Stored data
-------

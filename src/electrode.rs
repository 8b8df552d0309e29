//! Fixed partition of the sample axis into electrode windows.
use serde::{Deserialize, Serialize};

use crate::error::StimError;
use crate::{ELECTRODE_WINDOW, NUM_ELECTRODES};

/// Returns the half-open sample range `[start, end)` covered by the (1-indexed) electrode `k`.
/// The function returns an error if `k` is not in `1..=NUM_ELECTRODES`.
pub fn electrode_window(k: usize) -> Result<(usize, usize), StimError> {
    if !(1..=NUM_ELECTRODES).contains(&k) {
        return Err(StimError::OutOfRange(format!(
            "electrode {} is not in 1..={}",
            k, NUM_ELECTRODES
        )));
    }
    Ok(((k - 1) * ELECTRODE_WINDOW, k * ELECTRODE_WINDOW))
}

/// The voltage of one electrode during one repetition, ready to be plotted.
#[derive(Debug, PartialEq, Clone, Serialize, Deserialize)]
pub struct ElectrodeTrace {
    /// The (1-indexed) electrode number.
    pub electrode: usize,
    /// The position within the window, i.e., 1 to the window length.
    pub x: Vec<usize>,
    /// The voltage values of the window.
    pub y: Vec<f64>,
}

impl ElectrodeTrace {
    pub fn new(electrode: usize, y: Vec<f64>) -> Self {
        let x = (1..=y.len()).collect();
        ElectrodeTrace { electrode, x, y }
    }

    /// Returns the number of samples in the trace.
    pub fn len(&self) -> usize {
        self.y.len()
    }

    pub fn is_empty(&self) -> bool {
        self.y.is_empty()
    }

    /// Returns the trace as (x, y) points.
    pub fn points(&self) -> Vec<(f64, f64)> {
        self.x
            .iter()
            .zip(self.y.iter())
            .map(|(x, y)| (*x as f64, *y))
            .collect()
    }
}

-------

Aim of the exercise -
Search the entries for "voltage" and copy out each line that has it.

Solution to this task -
/// The voltage of one electrode during one repetition, ready to be plotted.
    /// The voltage values of the window.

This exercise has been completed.